The other comparison could have been with the career trajectory of the toppers from 50 government schools in Delhi in 1978. If ‘only’ grades matter, the 50 toppers from government schools should have enjoyed much greater professional success than the students from the top quartile of one particular school. After all, each of them is the best in their school, not just one of the top 50! Again, we do not have details, but it is safe to assume that most of the toppers from government schools would not have enjoyed even a fraction of the professional success that the students of St. Columba’s did.

Even talking about these comparisons would seem ludicrous. How can anyone even think of comparting students from a elite English medium school with the students of a government school? Yet, when we talk about how “grades matter” and we say “good grades open doors. The effort you put in to achieve these grades adds intrinsic value to you”, aren’t we presupposing that the only thing that differentiates one who does well professionally from one who doesn’t is the amount of effort put into getting good grades”?

Though we believe otherwise, there is more at play than just ‘hard work’

When I was younger, I too believed that it was my hard work that got me where I was. But I was comparing myself to others with the same advantages as I had. Yes, I certainly had good brains, and I worked extremely hard, but it wasn’t just “my” brains and “my” hard work that got me where I was. I had privilege that I chose to be blind to, because I was comparing myself to others like me.

However behind my professional success was the fact that I had access to the best education my parents could afford- yes, they made personal sacrifices to pay for my education, but that they valued the education enough for them to do so itself is a privilege. Nobody questioned me when I aspired to occupy a place of excellence. My family supported me and my ambitions at every stage, and without that support, I doubt if I would have achieved what I did.

Though I chose not to think about it, I was born and brought up at the apex of an inequitable system. A system that empowered and enabled me to compete on what I thought was a level field, but actually was one that was stacked in my favour. There are many who are as intelligent as me. And are willing to work as hard as I did. But at every stage they are denied opportunity.
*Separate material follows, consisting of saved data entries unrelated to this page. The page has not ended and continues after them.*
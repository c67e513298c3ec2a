//! Polygon simplification and moment centroiding.
//!
//! A traced contour is reduced to a coarse closed polygon with
//! Ramer-Douglas-Peucker elimination, then located by its area-weighted
//! centroid from the polygon's raw image moments.

use super::contour::Point;
use itertools::Itertools;

/// Perpendicular distance from `p` to the infinite line through `a` and
/// `b`; falls back to point distance when the segment is degenerate.
fn line_distance(p: &Point, a: &Point, b: &Point) -> f64 {
    let vx = (b.x - a.x) as f64;
    let vy = (b.y - a.y) as f64;
    let length = (vx * vx + vy * vy).sqrt();
    if length == 0.0 {
        return p.distance(a);
    }
    let wx = (p.x - a.x) as f64;
    let wy = (p.y - a.y) as f64;
    (vx * wy - vy * wx).abs() / length
}

/// Recursive Douglas-Peucker over an open chain; keeps both endpoints.
fn rdp_open(points: &[Point], epsilon: f64, out: &mut Vec<Point>) {
    let last = points.len() - 1;
    if last < 2 {
        out.push(points[last]);
        return;
    }

    let (split, max_dist) = points[1..last]
        .iter()
        .enumerate()
        .map(|(k, p)| (k + 1, line_distance(p, &points[0], &points[last])))
        .fold((0, 0.0), |best, cand| if cand.1 > best.1 { cand } else { best });

    if max_dist > epsilon {
        rdp_open(&points[..=split], epsilon, out);
        rdp_open(&points[split..], epsilon, out);
    } else {
        out.push(points[last]);
    }
}

/// Simplify a closed contour to a coarse polygon.
///
/// `epsilon` is the distance tolerance in pixels; the pipeline derives it
/// as a fraction of the contour perimeter so that tolerance scales with
/// the blob. The closed curve is split at its two mutually farthest
/// anchor points and each half is simplified independently.
pub fn approx_polygon(points: &[Point], epsilon: f64) -> Vec<Point> {
    if points.len() < 3 {
        return points.to_vec();
    }

    // anchor at index 0 and the point farthest from it
    let far = points
        .iter()
        .enumerate()
        .map(|(k, p)| (k, p.distance(&points[0])))
        .fold((0, 0.0), |best, cand| if cand.1 > best.1 { cand } else { best })
        .0;
    if far == 0 {
        // all points coincide
        return vec![points[0]];
    }

    let mut first_half = Vec::new();
    first_half.push(points[0]);
    rdp_open(&points[..=far], epsilon, &mut first_half);

    // wrap the tail back around to the anchor
    let mut tail: Vec<Point> = points[far..].to_vec();
    tail.push(points[0]);
    let mut second_half = Vec::new();
    rdp_open(&tail, epsilon, &mut second_half);

    // drop the duplicated closing anchor
    second_half.pop();
    first_half.extend(second_half);
    first_half
}

/// Raw image moments of a closed polygon.
#[derive(Debug, Clone, Copy, PartialEq)]
pub struct RawMoments {
    pub m00: f64,
    pub m10: f64,
    pub m01: f64,
}

/// Zeroth and first raw moments via Green's theorem over the closed
/// polygon. Signs follow traversal orientation; the centroid ratio is
/// orientation-independent.
pub fn raw_moments(points: &[Point]) -> RawMoments {
    let mut m00 = 0.0;
    let mut m10 = 0.0;
    let mut m01 = 0.0;

    for (a, b) in points.iter().circular_tuple_windows() {
        let cross = (a.x as f64) * (b.y as f64) - (b.x as f64) * (a.y as f64);
        m00 += cross;
        m10 += cross * (a.x + b.x) as f64;
        m01 += cross * (a.y + b.y) as f64;
    }

    RawMoments {
        m00: m00 / 2.0,
        m10: m10 / 6.0,
        m01: m01 / 6.0,
    }
}

/// Area-weighted centroid of a closed polygon.
///
/// cx = m10 / (m00 + eps), cy = m01 / (m00 + eps) with eps = 1e-5, so a
/// zero-area polygon never divides by zero; it instead collapses toward
/// the origin, which is accepted behavior for the degenerate case.
pub fn centroid(points: &[Point]) -> Point {
    const EPS: f64 = 1e-5;
    let m = raw_moments(points);
    Point::new(
        (m.m10 / (m.m00 + EPS)).round() as i32,
        (m.m01 / (m.m00 + EPS)).round() as i32,
    )
}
The vast majority of students in India, struggle to find teaches able and willing to teach. They do not have access to libraries. They do not have a family that can sustain their curiosity. They are constantly derided by the education system. Even after they get admission into good educational institutions, they are often not accepted as equals by the faculty and other students. Their competence is questioned, even though there is no reason to presume they are in any way not equal to the rest.

When they are ready to graduate, recruiters look at fluency in English as much (if not more) than they do at grades. Personal and professional networks play a key role in career progression. Not everyone has the financial and emotional safety net to take professional risks. In short, the field is stacked against the vast majority of people in the country.

Till those inequities are removed, the elite should not make blanket statements like-

“However you will need to be patient and toil diligently and consistently for a longish period of time for the payoff’s to come. You will need to attend every class, read every reading, prepare for every exam and work hard on every assignment. You will need to focus and be committed.”

While there is nothing wrong with the statement, what we should be more worried about is trying to ensure universal access to quality education, healthcare, livelihoods and social acceptance. Yes, good grades open doors, but they do so only for the elite. To not recognise your own privilege is to choose to moral blindness.